(TASK TO CARRY OUT):
Write out every entry exactly as it appears.
[Opening GIVEN INFORMATION section]
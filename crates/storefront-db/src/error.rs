//! # Database Error Types
//!
//! Error types for the local store.
//!
//! ## Error Flow
//! ```text
//! ┌─────────────────────────────────────────────────────────────────────────┐
//! │                    Error Propagation                                    │
//! │                                                                         │
//! │  SQLite Error (sqlx::Error)      CoreError (re-pricing, validation)    │
//! │       │                               │                                 │
//! │       ▼                               ▼                                 │
//! │  DbError (this module) ◄──────── DbError::Rejected                     │
//! │       │                                                                 │
//! │       ▼                                                                 │
//! │  Admin UI shows the message; rejections carry a stable code            │
//! │                                                                         │
//! └─────────────────────────────────────────────────────────────────────────┘
//! ```

use storefront_core::{CoreError, PromotionRejection, ValidationError};
use thiserror::Error;

/// Database operation errors.
#[derive(Debug, Error)]
pub enum DbError {
    /// Entity not found in database.
    ///
    /// ## When This Occurs
    /// - Unknown promotion or order id
    /// - Cancelling an order that is already cancelled
    #[error("{entity} not found: {id}")]
    NotFound { entity: String, id: String },

    /// Unique constraint violation.
    ///
    /// ## When This Occurs
    /// - Inserting a promotion whose code already exists (any case)
    /// - Order number collision
    #[error("Duplicate {field}: '{value}' already exists")]
    UniqueViolation { field: String, value: String },

    /// Foreign key constraint violation.
    #[error("Foreign key violation: {message}")]
    ForeignKeyViolation { message: String },

    /// Database connection failed.
    ///
    /// ## When This Occurs
    /// - Database file can't be created
    /// - File permissions issue
    /// - Disk full
    #[error("Connection failed: {0}")]
    ConnectionFailed(String),

    /// Migration failed.
    #[error("Migration failed: {0}")]
    MigrationFailed(String),

    /// Query execution failed (including CHECK constraint failures).
    #[error("Query failed: {0}")]
    QueryFailed(String),

    /// Pool exhausted (all connections in use).
    #[error("Connection pool exhausted")]
    PoolExhausted,

    /// The request was refused by the pricing rules or input validation.
    ///
    /// Nothing was written.
    #[error(transparent)]
    Rejected(#[from] CoreError),

    /// Configuration could not be read from the environment.
    #[error("Invalid configuration for {key}: {reason}")]
    Config { key: String, reason: String },

    /// Internal database error.
    #[error("Internal database error: {0}")]
    Internal(String),
}

impl DbError {
    /// Creates a NotFound error for a given entity type and ID.
    pub fn not_found(entity: impl Into<String>, id: impl Into<String>) -> Self {
        DbError::NotFound {
            entity: entity.into(),
            id: id.into(),
        }
    }

    /// Creates a UniqueViolation error.
    pub fn duplicate(field: impl Into<String>, value: impl Into<String>) -> Self {
        DbError::UniqueViolation {
            field: field.into(),
            value: value.into(),
        }
    }

    /// The promotion rejection, if the request was refused for one.
    pub fn as_rejection(&self) -> Option<&PromotionRejection> {
        match self {
            DbError::Rejected(err) => err.as_rejection(),
            _ => None,
        }
    }
}

impl From<ValidationError> for DbError {
    fn from(err: ValidationError) -> Self {
        DbError::Rejected(CoreError::Validation(err))
    }
}

/// Convert sqlx errors to DbError.
///
/// ## Error Mapping
/// ```text
/// sqlx::Error::RowNotFound    → DbError::NotFound
/// sqlx::Error::Database       → Analyze message for constraint type
/// sqlx::Error::PoolTimedOut   → DbError::PoolExhausted
/// Other                       → DbError::Internal
/// ```
impl From<sqlx::Error> for DbError {
    fn from(err: sqlx::Error) -> Self {
        match err {
            sqlx::Error::RowNotFound => DbError::NotFound {
                entity: "Record".to_string(),
                id: "unknown".to_string(),
            },

            sqlx::Error::Database(db_err) => {
                let msg = db_err.message();

                // "UNIQUE constraint failed: <table>.<column>"
                if let Some(field) = msg.strip_prefix("UNIQUE constraint failed: ") {
                    DbError::UniqueViolation {
                        field: field.to_string(),
                        value: "unknown".to_string(),
                    }
                } else if msg.contains("FOREIGN KEY constraint failed") {
                    DbError::ForeignKeyViolation {
                        message: msg.to_string(),
                    }
                } else {
                    DbError::QueryFailed(msg.to_string())
                }
            }

            sqlx::Error::PoolTimedOut => DbError::PoolExhausted,

            sqlx::Error::PoolClosed => DbError::ConnectionFailed("Pool is closed".to_string()),

            _ => DbError::Internal(err.to_string()),
        }
    }
}

impl From<sqlx::migrate::MigrateError> for DbError {
    fn from(err: sqlx::migrate::MigrateError) -> Self {
        DbError::MigrationFailed(err.to_string())
    }
}

/// Result type for database operations.
pub type DbResult<T> = Result<T, DbError>;
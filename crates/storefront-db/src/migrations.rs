//! # Database Migrations
//!
//! Embedded SQL migrations for the local store.
//!
//! ## How Migrations Work
//! ```text
//! ┌─────────────────────────────────────────────────────────────────────────┐
//! │                      Migration Process                                  │
//! │                                                                         │
//! │  Database::new()                                                       │
//! │       │                                                                 │
//! │       ▼                                                                 │
//! │  Check _sqlx_migrations table (created on first run)                   │
//! │       │                                                                 │
//! │       ▼                                                                 │
//! │  Compare embedded migrations vs applied                                │
//! │       │                                                                 │
//! │       └── 001_initial_schema.sql   promotions, orders, order_items     │
//! │       │                                                                 │
//! │       ▼                                                                 │
//! │  Run pending migrations in order, record each in _sqlx_migrations      │
//! │                                                                         │
//! └─────────────────────────────────────────────────────────────────────────┘
//! ```
//!
//! ## Adding New Migrations
//!
//! 1. Create a new file in `migrations/sqlite/` with the next sequence number
//! 2. Name format: `NNN_description.sql`
//! 3. **NEVER** modify existing migrations - always add new ones

use sqlx::SqlitePool;
use tracing::info;

use crate::error::DbResult;

/// Migrations embedded from `migrations/sqlite` at compile time.
static MIGRATOR: sqlx::migrate::Migrator = sqlx::migrate!("../../migrations/sqlite");

/// Runs all pending database migrations.
///
/// Idempotent. Each migration runs in its own transaction, in filename order.
pub async fn run_migrations(pool: &SqlitePool) -> DbResult<()> {
    info!("Checking for pending migrations");

    MIGRATOR.run(pool).await?;

    info!("All migrations applied successfully");
    Ok(())
}

/// Returns `(embedded, applied)` migration counts.
pub async fn migration_status(pool: &SqlitePool) -> DbResult<(usize, usize)> {
    let total = MIGRATOR.migrations.len();

    // The table does not exist before the first run.
    let applied: i64 = sqlx::query_scalar("SELECT COUNT(*) FROM _sqlx_migrations")
        .fetch_one(pool)
        .await
        .unwrap_or(0);

    Ok((total, applied as usize))
}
[Closing GIVEN INFORMATION section]
(RESPONSE BELOW):
filename crates/storefront-db/src/error.rs
//! # Database Error Types
//!
//! Error types for the local store.
//!
//! ## Error Flow
//! ```text
//! ┌─────────────────────────────────────────────────────────────────────────┐
//! │                    Error Propagation                                    │
//! │                                                                         │
//! │  SQLite Error (sqlx::Error)      CoreError (re-pricing, validation)    │
//! │       │                               │                                 │
//! │       ▼                               ▼                                 │
//! │  DbError (this module) ◄──────── DbError::Rejected                     │
//! │       │                                                                 │
//! │       ▼                                                                 │
//! │  Admin UI shows the message; rejections carry a stable code            │
//! │                                                                         │
//! └─────────────────────────────────────────────────────────────────────────┘
//! ```

use storefront_core::{CoreError, PromotionRejection, ValidationError};
use thiserror::Error;

/// Database operation errors.
#[derive(Debug, Error)]
pub enum DbError {
    /// Entity not found in database.
    ///
    /// ## When This Occurs
    /// - Unknown promotion or order id
    /// - Cancelling an order that is already cancelled
    #[error("{entity} not found: {id}")]
    NotFound { entity: String, id: String },

    /// Unique constraint violation.
    ///
    /// ## When This Occurs
    /// - Inserting a promotion whose code already exists (any case)
    /// - Order number collision
    #[error("Duplicate {field}: '{value}' already exists")]
    UniqueViolation { field: String, value: String },

    /// Foreign key constraint violation.
    #[error("Foreign key violation: {message}")]
    ForeignKeyViolation { message: String },

    /// Database connection failed.
    ///
    /// ## When This Occurs
    /// - Database file can't be created
    /// - File permissions issue
    /// - Disk full
    #[error("Connection failed: {0}")]
    ConnectionFailed(String),

    /// Migration failed.
    #[error("Migration failed: {0}")]
    MigrationFailed(String),

    /// Query execution failed (including CHECK constraint failures).
    #[error("Query failed: {0}")]
    QueryFailed(String),

    /// Pool exhausted (all connections in use).
    #[error("Connection pool exhausted")]
    PoolExhausted,

    /// The request was refused by the pricing rules or input validation.
    ///
    /// Nothing was written.
    #[error(transparent)]
    Rejected(#[from] CoreError),

    /// Configuration could not be read from the environment.
    #[error("Invalid configuration for {key}: {reason}")]
    Config { key: String, reason: String },

    /// Internal database error.
    #[error("Internal database error: {0}")]
    Internal(String),
}

impl DbError {
    /// Creates a NotFound error for a given entity type and ID.
    pub fn not_found(entity: impl Into<String>, id: impl Into<String>) -> Self {
        DbError::NotFound {
            entity: entity.into(),
            id: id.into(),
        }
    }

    /// Creates a UniqueViolation error.
    pub fn duplicate(field: impl Into<String>, value: impl Into<String>) -> Self {
        DbError::UniqueViolation {
            field: field.into(),
            value: value.into(),
        }
    }

    /// The promotion rejection, if the request was refused for one.
    pub fn as_rejection(&self) -> Option<&PromotionRejection> {
        match self {
            DbError::Rejected(err) => err.as_rejection(),
            _ => None,
        }
    }
}

impl From<ValidationError> for DbError {
    fn from(err: ValidationError) -> Self {
        DbError::Rejected(CoreError::Validation(err))
    }
}

/// Convert sqlx errors to DbError.
///
/// ## Error Mapping
/// ```text
/// sqlx::Error::RowNotFound    → DbError::NotFound
/// sqlx::Error::Database       → Analyze message for constraint type
/// sqlx::Error::PoolTimedOut   → DbError::PoolExhausted
/// Other                       → DbError::Internal
/// ```
impl From<sqlx::Error> for DbError {
    fn from(err: sqlx::Error) -> Self {
        match err {
            sqlx::Error::RowNotFound => DbError::NotFound {
                entity: "Record".to_string(),
                id: "unknown".to_string(),
            },

            sqlx::Error::Database(db_err) => {
                let msg = db_err.message();

                // "UNIQUE constraint failed: <table>.<column>"
                if let Some(field) = msg.strip_prefix("UNIQUE constraint failed: ") {
                    DbError::UniqueViolation {
                        field: field.to_string(),
                        value: "unknown".to_string(),
                    }
                } else if msg.contains("FOREIGN KEY constraint failed") {
                    DbError::ForeignKeyViolation {
                        message: msg.to_string(),
                    }
                } else {
                    DbError::QueryFailed(msg.to_string())
                }
            }

            sqlx::Error::PoolTimedOut => DbError::PoolExhausted,

            sqlx::Error::PoolClosed => DbError::ConnectionFailed("Pool is closed".to_string()),

            _ => DbError::Internal(err.to_string()),
        }
    }
}

impl From<sqlx::migrate::MigrateError> for DbError {
    fn from(err: sqlx::migrate::MigrateError) -> Self {
        DbError::MigrationFailed(err.to_string())
    }
}

/// Result type for database operations.
pub type DbResult<T> = Result<T, DbError>;
filename crates/storefront-db/src/migrations.rs
//! # Database Migrations
//!
//! Embedded SQL migrations for the local store.
//!
//! ## How Migrations Work
//! ```text
//! ┌─────────────────────────────────────────────────────────────────────────┐
//! │                      Migration Process                                  │
//! │                                                                         │
//! │  Database::new()                                                       │
//! │       │                                                                 │
//! │       ▼                                                                 │
//! │  Check _sqlx_migrations table (created on first run)                   │
//! │       │                                                                 │
//! │       ▼                                                                 │
//! │  Compare embedded migrations vs applied                                │
//! │       │                                                                 │
//! │       └── 001_initial_schema.sql   promotions, orders, order_items     │
//! │       │                                                                 │
//! │       ▼                                                                 │
//! │  Run pending migrations in order, record each in _sqlx_migrations      │
//! │                                                                         │
//! └─────────────────────────────────────────────────────────────────────────┘
//! ```
//!
//! ## Adding New Migrations
//!
//! 1. Create a new file in `migrations/sqlite/` with the next sequence number
//! 2. Name format: `NNN_description.sql`
//! 3. **NEVER** modify existing migrations - always add new ones

use sqlx::SqlitePool;
use tracing::info;

use crate::error::DbResult;

/// Migrations embedded from `migrations/sqlite` at compile time.
static MIGRATOR: sqlx::migrate::Migrator = sqlx::migrate!("../../migrations/sqlite");

/// Runs all pending database migrations.
///
/// Idempotent. Each migration runs in its own transaction, in filename order.
pub async fn run_migrations(pool: &SqlitePool) -> DbResult<()> {
    info!("Checking for pending migrations");

    MIGRATOR.run(pool).await?;

    info!("All migrations applied successfully");
    Ok(())
}

/// Returns `(embedded, applied)` migration counts.
pub async fn migration_status(pool: &SqlitePool) -> DbResult<(usize, usize)> {
    let total = MIGRATOR.migrations.len();

    // The table does not exist before the first run.
    let applied: i64 = sqlx::query_scalar("SELECT COUNT(*) FROM _sqlx_migrations")
        .fetch_one(pool)
        .await
        .unwrap_or(0);

    Ok((total, applied as usize))
}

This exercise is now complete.